(Records drawn from a dataset)
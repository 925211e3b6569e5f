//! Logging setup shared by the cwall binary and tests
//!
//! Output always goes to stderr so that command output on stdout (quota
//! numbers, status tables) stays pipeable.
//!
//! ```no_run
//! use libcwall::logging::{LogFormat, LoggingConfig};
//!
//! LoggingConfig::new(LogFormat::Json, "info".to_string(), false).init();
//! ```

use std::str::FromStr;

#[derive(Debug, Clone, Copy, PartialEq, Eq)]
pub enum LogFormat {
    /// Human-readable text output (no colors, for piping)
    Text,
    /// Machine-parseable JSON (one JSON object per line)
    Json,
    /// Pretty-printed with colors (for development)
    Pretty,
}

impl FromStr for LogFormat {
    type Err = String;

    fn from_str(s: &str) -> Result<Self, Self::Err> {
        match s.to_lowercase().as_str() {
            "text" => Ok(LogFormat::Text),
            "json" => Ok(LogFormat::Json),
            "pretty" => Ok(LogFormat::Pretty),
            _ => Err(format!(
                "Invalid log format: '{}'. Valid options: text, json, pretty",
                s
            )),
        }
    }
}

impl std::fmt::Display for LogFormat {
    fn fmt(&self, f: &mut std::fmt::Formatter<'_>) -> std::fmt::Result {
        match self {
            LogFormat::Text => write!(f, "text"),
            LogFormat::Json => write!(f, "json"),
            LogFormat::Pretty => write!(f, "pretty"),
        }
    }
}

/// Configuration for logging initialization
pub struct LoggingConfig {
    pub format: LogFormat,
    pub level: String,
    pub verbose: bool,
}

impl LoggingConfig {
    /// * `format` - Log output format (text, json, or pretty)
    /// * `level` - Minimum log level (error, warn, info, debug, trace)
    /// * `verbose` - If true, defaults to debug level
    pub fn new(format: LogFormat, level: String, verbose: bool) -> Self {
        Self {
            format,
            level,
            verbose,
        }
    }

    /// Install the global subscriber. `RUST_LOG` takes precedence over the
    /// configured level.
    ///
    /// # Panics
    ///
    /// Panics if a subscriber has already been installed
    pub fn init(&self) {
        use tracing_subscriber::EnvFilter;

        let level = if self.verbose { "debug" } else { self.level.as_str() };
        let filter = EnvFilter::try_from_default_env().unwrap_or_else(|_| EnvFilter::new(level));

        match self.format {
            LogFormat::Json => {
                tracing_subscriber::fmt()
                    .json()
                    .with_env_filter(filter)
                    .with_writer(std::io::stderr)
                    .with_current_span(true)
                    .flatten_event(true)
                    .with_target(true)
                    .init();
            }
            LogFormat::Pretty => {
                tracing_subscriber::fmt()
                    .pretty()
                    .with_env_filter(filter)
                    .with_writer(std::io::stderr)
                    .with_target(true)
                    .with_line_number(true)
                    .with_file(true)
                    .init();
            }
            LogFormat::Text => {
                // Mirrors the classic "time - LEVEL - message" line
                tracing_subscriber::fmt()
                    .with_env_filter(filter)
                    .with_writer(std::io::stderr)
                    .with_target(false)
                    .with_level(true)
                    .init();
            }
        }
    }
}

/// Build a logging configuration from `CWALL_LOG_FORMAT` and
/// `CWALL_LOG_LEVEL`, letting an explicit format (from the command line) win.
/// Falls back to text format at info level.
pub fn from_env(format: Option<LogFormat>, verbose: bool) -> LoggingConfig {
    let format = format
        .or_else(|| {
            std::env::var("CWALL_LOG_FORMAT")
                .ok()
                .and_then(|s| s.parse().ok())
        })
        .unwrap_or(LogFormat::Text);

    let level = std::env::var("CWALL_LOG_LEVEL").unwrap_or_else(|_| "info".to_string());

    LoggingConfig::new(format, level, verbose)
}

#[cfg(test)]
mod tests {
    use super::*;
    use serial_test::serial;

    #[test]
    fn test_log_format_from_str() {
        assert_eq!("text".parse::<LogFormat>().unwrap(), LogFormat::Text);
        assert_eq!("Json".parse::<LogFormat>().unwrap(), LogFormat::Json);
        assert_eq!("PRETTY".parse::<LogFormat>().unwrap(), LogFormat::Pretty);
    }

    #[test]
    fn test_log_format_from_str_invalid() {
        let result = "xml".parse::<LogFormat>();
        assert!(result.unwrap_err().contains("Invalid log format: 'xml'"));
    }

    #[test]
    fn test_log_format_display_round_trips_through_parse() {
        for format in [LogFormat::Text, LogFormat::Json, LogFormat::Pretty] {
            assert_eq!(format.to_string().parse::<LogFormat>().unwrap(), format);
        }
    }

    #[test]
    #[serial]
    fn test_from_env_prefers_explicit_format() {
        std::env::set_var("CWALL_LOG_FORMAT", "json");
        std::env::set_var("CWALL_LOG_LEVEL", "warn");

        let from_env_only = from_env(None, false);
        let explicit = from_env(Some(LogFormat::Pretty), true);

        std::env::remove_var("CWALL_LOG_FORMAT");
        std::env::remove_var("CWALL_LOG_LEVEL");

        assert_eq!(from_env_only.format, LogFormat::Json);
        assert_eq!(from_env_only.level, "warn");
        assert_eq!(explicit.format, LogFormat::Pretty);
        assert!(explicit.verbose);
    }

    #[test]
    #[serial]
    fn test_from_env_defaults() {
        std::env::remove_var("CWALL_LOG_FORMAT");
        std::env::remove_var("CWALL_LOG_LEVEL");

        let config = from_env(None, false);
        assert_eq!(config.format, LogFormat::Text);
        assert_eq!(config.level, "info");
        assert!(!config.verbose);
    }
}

- What the task requires
Every entry must be printed again, exactly as it reads.

- Problem solution
repository 925211e3b6569e5f
//! Logging setup shared by the cwall binary and tests
//!
//! Output always goes to stderr so that command output on stdout (quota
//! numbers, status tables) stays pipeable.
//!
//! ```no_run
//! use libcwall::logging::{LogFormat, LoggingConfig};
//!
//! LoggingConfig::new(LogFormat::Json, "info".to_string(), false).init();
//! ```

use std::str::FromStr;

#[derive(Debug, Clone, Copy, PartialEq, Eq)]
pub enum LogFormat {
    /// Human-readable text output (no colors, for piping)
    Text,
    /// Machine-parseable JSON (one JSON object per line)
    Json,
    /// Pretty-printed with colors (for development)
    Pretty,
}

impl FromStr for LogFormat {
    type Err = String;

    fn from_str(s: &str) -> Result<Self, Self::Err> {
        match s.to_lowercase().as_str() {
            "text" => Ok(LogFormat::Text),
            "json" => Ok(LogFormat::Json),
            "pretty" => Ok(LogFormat::Pretty),
            _ => Err(format!(
                "Invalid log format: '{}'. Valid options: text, json, pretty",
                s
            )),
        }
    }
}

impl std::fmt::Display for LogFormat {
    fn fmt(&self, f: &mut std::fmt::Formatter<'_>) -> std::fmt::Result {
        match self {
            LogFormat::Text => write!(f, "text"),
            LogFormat::Json => write!(f, "json"),
            LogFormat::Pretty => write!(f, "pretty"),
        }
    }
}

/// Configuration for logging initialization
pub struct LoggingConfig {
    pub format: LogFormat,
    pub level: String,
    pub verbose: bool,
}

impl LoggingConfig {
    /// * `format` - Log output format (text, json, or pretty)
    /// * `level` - Minimum log level (error, warn, info, debug, trace)
    /// * `verbose` - If true, defaults to debug level
    pub fn new(format: LogFormat, level: String, verbose: bool) -> Self {
        Self {
            format,
            level,
            verbose,
        }
    }

    /// Install the global subscriber. `RUST_LOG` takes precedence over the
    /// configured level.
    ///
    /// # Panics
    ///
    /// Panics if a subscriber has already been installed
    pub fn init(&self) {
        use tracing_subscriber::EnvFilter;

        let level = if self.verbose { "debug" } else { self.level.as_str() };
        let filter = EnvFilter::try_from_default_env().unwrap_or_else(|_| EnvFilter::new(level));

        match self.format {
            LogFormat::Json => {
                tracing_subscriber::fmt()
                    .json()
                    .with_env_filter(filter)
                    .with_writer(std::io::stderr)
                    .with_current_span(true)
                    .flatten_event(true)
                    .with_target(true)
                    .init();
            }
            LogFormat::Pretty => {
                tracing_subscriber::fmt()
                    .pretty()
                    .with_env_filter(filter)
                    .with_writer(std::io::stderr)
                    .with_target(true)
                    .with_line_number(true)
                    .with_file(true)
                    .init();
            }
            LogFormat::Text => {
                // Mirrors the classic "time - LEVEL - message" line
                tracing_subscriber::fmt()
                    .with_env_filter(filter)
                    .with_writer(std::io::stderr)
                    .with_target(false)
                    .with_level(true)
                    .init();
            }
        }
    }
}

/// Build a logging configuration from `CWALL_LOG_FORMAT` and
/// `CWALL_LOG_LEVEL`, letting an explicit format (from the command line) win.
/// Falls back to text format at info level.
pub fn from_env(format: Option<LogFormat>, verbose: bool) -> LoggingConfig {
    let format = format
        .or_else(|| {
            std::env::var("CWALL_LOG_FORMAT")
                .ok()
                .and_then(|s| s.parse().ok())
        })
        .unwrap_or(LogFormat::Text);

    let level = std::env::var("CWALL_LOG_LEVEL").unwrap_or_else(|_| "info".to_string());

    LoggingConfig::new(format, level, verbose)
}

#[cfg(test)]
mod tests {
    use super::*;
    use serial_test::serial;

    #[test]
    fn test_log_format_from_str() {
        assert_eq!("text".parse::<LogFormat>().unwrap(), LogFormat::Text);
        assert_eq!("Json".parse::<LogFormat>().unwrap(), LogFormat::Json);
        assert_eq!("PRETTY".parse::<LogFormat>().unwrap(), LogFormat::Pretty);
    }

    #[test]
    fn test_log_format_from_str_invalid() {
        let result = "xml".parse::<LogFormat>();
        assert!(result.unwrap_err().contains("Invalid log format: 'xml'"));
    }

    #[test]
    fn test_log_format_display_round_trips_through_parse() {
        for format in [LogFormat::Text, LogFormat::Json, LogFormat::Pretty] {
            assert_eq!(format.to_string().parse::<LogFormat>().unwrap(), format);
        }
    }

    #[test]
    #[serial]
    fn test_from_env_prefers_explicit_format() {
        std::env::set_var("CWALL_LOG_FORMAT", "json");
        std::env::set_var("CWALL_LOG_LEVEL", "warn");

        let from_env_only = from_env(None, false);
        let explicit = from_env(Some(LogFormat::Pretty), true);

        std::env::remove_var("CWALL_LOG_FORMAT");
        std::env::remove_var("CWALL_LOG_LEVEL");

        assert_eq!(from_env_only.format, LogFormat::Json);
        assert_eq!(from_env_only.level, "warn");
        assert_eq!(explicit.format, LogFormat::Pretty);
        assert!(explicit.verbose);
    }

    #[test]
    #[serial]
    fn test_from_env_defaults() {
        std::env::remove_var("CWALL_LOG_FORMAT");
        std::env::remove_var("CWALL_LOG_LEVEL");

        let config = from_env(None, false);
        assert_eq!(config.format, LogFormat::Text);
        assert_eq!(config.level, "info");
        assert!(!config.verbose);
    }
}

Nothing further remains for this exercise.